Start of Data extracts

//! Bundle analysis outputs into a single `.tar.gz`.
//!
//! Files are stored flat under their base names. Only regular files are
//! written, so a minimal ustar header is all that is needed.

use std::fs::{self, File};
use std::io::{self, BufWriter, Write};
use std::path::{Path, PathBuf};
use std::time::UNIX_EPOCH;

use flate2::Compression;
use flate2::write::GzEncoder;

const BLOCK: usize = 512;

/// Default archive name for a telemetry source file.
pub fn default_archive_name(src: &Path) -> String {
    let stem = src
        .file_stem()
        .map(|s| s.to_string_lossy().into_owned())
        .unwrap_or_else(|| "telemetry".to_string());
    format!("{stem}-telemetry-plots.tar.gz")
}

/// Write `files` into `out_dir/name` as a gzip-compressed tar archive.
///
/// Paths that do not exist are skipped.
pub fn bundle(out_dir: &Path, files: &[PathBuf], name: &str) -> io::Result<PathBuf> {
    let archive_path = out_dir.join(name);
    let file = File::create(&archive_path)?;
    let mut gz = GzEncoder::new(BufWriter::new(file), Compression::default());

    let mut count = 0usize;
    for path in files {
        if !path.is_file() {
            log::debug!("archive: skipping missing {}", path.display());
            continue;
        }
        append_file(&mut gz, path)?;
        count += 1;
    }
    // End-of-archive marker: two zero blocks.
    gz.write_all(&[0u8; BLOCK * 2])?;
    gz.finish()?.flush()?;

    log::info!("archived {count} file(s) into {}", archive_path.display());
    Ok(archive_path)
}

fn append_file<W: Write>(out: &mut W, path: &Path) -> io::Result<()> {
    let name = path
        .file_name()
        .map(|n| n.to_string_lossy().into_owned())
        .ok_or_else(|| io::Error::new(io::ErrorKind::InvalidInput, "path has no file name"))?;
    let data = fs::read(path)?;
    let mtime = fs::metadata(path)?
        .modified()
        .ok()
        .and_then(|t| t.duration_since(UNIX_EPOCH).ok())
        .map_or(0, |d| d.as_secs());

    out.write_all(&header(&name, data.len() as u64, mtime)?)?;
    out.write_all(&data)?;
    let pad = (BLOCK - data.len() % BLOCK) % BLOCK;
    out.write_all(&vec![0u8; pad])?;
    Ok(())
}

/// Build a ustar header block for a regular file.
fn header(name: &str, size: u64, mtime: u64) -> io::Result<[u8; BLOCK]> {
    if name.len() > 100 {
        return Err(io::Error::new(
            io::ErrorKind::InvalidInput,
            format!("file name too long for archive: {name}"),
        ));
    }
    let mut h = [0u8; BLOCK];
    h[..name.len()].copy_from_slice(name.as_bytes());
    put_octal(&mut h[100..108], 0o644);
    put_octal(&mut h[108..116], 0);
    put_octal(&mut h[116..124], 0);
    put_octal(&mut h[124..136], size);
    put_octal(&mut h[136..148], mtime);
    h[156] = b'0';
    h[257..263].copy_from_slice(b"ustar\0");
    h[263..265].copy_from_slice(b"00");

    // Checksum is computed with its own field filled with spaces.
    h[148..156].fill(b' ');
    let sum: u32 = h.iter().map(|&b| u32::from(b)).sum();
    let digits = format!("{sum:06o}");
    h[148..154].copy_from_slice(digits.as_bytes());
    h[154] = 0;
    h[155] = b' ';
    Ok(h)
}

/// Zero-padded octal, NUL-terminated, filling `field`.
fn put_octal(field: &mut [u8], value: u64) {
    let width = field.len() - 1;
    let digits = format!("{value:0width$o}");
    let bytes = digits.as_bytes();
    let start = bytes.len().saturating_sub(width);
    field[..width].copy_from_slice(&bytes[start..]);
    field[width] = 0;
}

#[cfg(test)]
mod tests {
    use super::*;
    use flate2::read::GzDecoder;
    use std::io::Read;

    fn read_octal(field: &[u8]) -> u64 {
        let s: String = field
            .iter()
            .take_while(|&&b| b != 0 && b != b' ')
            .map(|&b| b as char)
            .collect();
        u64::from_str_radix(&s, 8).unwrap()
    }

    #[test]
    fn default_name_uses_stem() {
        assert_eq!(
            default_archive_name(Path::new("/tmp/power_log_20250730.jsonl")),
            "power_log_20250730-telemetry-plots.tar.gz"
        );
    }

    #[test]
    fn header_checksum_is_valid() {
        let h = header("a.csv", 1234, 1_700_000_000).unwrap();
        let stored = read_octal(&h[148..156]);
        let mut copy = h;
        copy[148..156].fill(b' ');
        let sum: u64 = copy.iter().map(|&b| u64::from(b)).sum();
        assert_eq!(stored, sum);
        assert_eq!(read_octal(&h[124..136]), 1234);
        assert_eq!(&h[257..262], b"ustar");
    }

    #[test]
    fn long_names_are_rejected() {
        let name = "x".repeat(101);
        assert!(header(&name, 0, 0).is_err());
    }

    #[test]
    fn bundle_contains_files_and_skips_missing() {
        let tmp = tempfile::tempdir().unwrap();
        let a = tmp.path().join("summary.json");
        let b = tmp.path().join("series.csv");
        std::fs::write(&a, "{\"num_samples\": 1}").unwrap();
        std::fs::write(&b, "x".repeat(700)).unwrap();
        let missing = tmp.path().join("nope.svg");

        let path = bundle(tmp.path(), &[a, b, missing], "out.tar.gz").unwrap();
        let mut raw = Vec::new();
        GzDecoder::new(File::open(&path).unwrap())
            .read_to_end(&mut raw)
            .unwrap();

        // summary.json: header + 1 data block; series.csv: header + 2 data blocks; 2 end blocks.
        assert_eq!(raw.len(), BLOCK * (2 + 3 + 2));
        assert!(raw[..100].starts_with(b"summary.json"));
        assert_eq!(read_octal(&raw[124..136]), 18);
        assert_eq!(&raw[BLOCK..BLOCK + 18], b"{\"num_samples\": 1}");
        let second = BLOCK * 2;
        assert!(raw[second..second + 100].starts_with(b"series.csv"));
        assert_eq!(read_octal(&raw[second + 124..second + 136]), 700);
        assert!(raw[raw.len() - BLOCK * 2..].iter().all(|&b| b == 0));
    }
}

End of Data extracts

- Problem requirements -
Using the listing above, retype each line exactly.

- Response below -
//! Bundle analysis outputs into a single `.tar.gz`.
//!
//! Files are stored flat under their base names. Only regular files are
//! written, so a minimal ustar header is all that is needed.

use std::fs::{self, File};
use std::io::{self, BufWriter, Write};
use std::path::{Path, PathBuf};
use std::time::UNIX_EPOCH;

use flate2::Compression;
use flate2::write::GzEncoder;

const BLOCK: usize = 512;

/// Default archive name for a telemetry source file.
pub fn default_archive_name(src: &Path) -> String {
    let stem = src
        .file_stem()
        .map(|s| s.to_string_lossy().into_owned())
        .unwrap_or_else(|| "telemetry".to_string());
    format!("{stem}-telemetry-plots.tar.gz")
}

/// Write `files` into `out_dir/name` as a gzip-compressed tar archive.
///
/// Paths that do not exist are skipped.
pub fn bundle(out_dir: &Path, files: &[PathBuf], name: &str) -> io::Result<PathBuf> {
    let archive_path = out_dir.join(name);
    let file = File::create(&archive_path)?;
    let mut gz = GzEncoder::new(BufWriter::new(file), Compression::default());

    let mut count = 0usize;
    for path in files {
        if !path.is_file() {
            log::debug!("archive: skipping missing {}", path.display());
            continue;
        }
        append_file(&mut gz, path)?;
        count += 1;
    }
    // End-of-archive marker: two zero blocks.
    gz.write_all(&[0u8; BLOCK * 2])?;
    gz.finish()?.flush()?;

    log::info!("archived {count} file(s) into {}", archive_path.display());
    Ok(archive_path)
}

fn append_file<W: Write>(out: &mut W, path: &Path) -> io::Result<()> {
    let name = path
        .file_name()
        .map(|n| n.to_string_lossy().into_owned())
        .ok_or_else(|| io::Error::new(io::ErrorKind::InvalidInput, "path has no file name"))?;
    let data = fs::read(path)?;
    let mtime = fs::metadata(path)?
        .modified()
        .ok()
        .and_then(|t| t.duration_since(UNIX_EPOCH).ok())
        .map_or(0, |d| d.as_secs());

    out.write_all(&header(&name, data.len() as u64, mtime)?)?;
    out.write_all(&data)?;
    let pad = (BLOCK - data.len() % BLOCK) % BLOCK;
    out.write_all(&vec![0u8; pad])?;
    Ok(())
}

/// Build a ustar header block for a regular file.
fn header(name: &str, size: u64, mtime: u64) -> io::Result<[u8; BLOCK]> {
    if name.len() > 100 {
        return Err(io::Error::new(
            io::ErrorKind::InvalidInput,
            format!("file name too long for archive: {name}"),
        ));
    }
    let mut h = [0u8; BLOCK];
    h[..name.len()].copy_from_slice(name.as_bytes());
    put_octal(&mut h[100..108], 0o644);
    put_octal(&mut h[108..116], 0);
    put_octal(&mut h[116..124], 0);
    put_octal(&mut h[124..136], size);
    put_octal(&mut h[136..148], mtime);
    h[156] = b'0';
    h[257..263].copy_from_slice(b"ustar\0");
    h[263..265].copy_from_slice(b"00");

    // Checksum is computed with its own field filled with spaces.
    h[148..156].fill(b' ');
    let sum: u32 = h.iter().map(|&b| u32::from(b)).sum();
    let digits = format!("{sum:06o}");
    h[148..154].copy_from_slice(digits.as_bytes());
    h[154] = 0;
    h[155] = b' ';
    Ok(h)
}

/// Zero-padded octal, NUL-terminated, filling `field`.
fn put_octal(field: &mut [u8], value: u64) {
    let width = field.len() - 1;
    let digits = format!("{value:0width$o}");
    let bytes = digits.as_bytes();
    let start = bytes.len().saturating_sub(width);
    field[..width].copy_from_slice(&bytes[start..]);
    field[width] = 0;
}

#[cfg(test)]
mod tests {
    use super::*;
    use flate2::read::GzDecoder;
    use std::io::Read;

    fn read_octal(field: &[u8]) -> u64 {
        let s: String = field
            .iter()
            .take_while(|&&b| b != 0 && b != b' ')
            .map(|&b| b as char)
            .collect();
        u64::from_str_radix(&s, 8).unwrap()
    }

    #[test]
    fn default_name_uses_stem() {
        assert_eq!(
            default_archive_name(Path::new("/tmp/power_log_20250730.jsonl")),
            "power_log_20250730-telemetry-plots.tar.gz"
        );
    }

    #[test]
    fn header_checksum_is_valid() {
        let h = header("a.csv", 1234, 1_700_000_000).unwrap();
        let stored = read_octal(&h[148..156]);
        let mut copy = h;
        copy[148..156].fill(b' ');
        let sum: u64 = copy.iter().map(|&b| u64::from(b)).sum();
        assert_eq!(stored, sum);
        assert_eq!(read_octal(&h[124..136]), 1234);
        assert_eq!(&h[257..262], b"ustar");
    }

    #[test]
    fn long_names_are_rejected() {
        let name = "x".repeat(101);
        assert!(header(&name, 0, 0).is_err());
    }

    #[test]
    fn bundle_contains_files_and_skips_missing() {
        let tmp = tempfile::tempdir().unwrap();
        let a = tmp.path().join("summary.json");
        let b = tmp.path().join("series.csv");
        std::fs::write(&a, "{\"num_samples\": 1}").unwrap();
        std::fs::write(&b, "x".repeat(700)).unwrap();
        let missing = tmp.path().join("nope.svg");

        let path = bundle(tmp.path(), &[a, b, missing], "out.tar.gz").unwrap();
        let mut raw = Vec::new();
        GzDecoder::new(File::open(&path).unwrap())
            .read_to_end(&mut raw)
            .unwrap();

        // summary.json: header + 1 data block; series.csv: header + 2 data blocks; 2 end blocks.
        assert_eq!(raw.len(), BLOCK * (2 + 3 + 2));
        assert!(raw[..100].starts_with(b"summary.json"));
        assert_eq!(read_octal(&raw[124..136]), 18);
        assert_eq!(&raw[BLOCK..BLOCK + 18], b"{\"num_samples\": 1}");
        let second = BLOCK * 2;
        assert!(raw[second..second + 100].starts_with(b"series.csv"));
        assert_eq!(read_octal(&raw[second + 124..second + 136]), 700);
        assert!(raw[raw.len() - BLOCK * 2..].iter().all(|&b| b == 0));
    }
}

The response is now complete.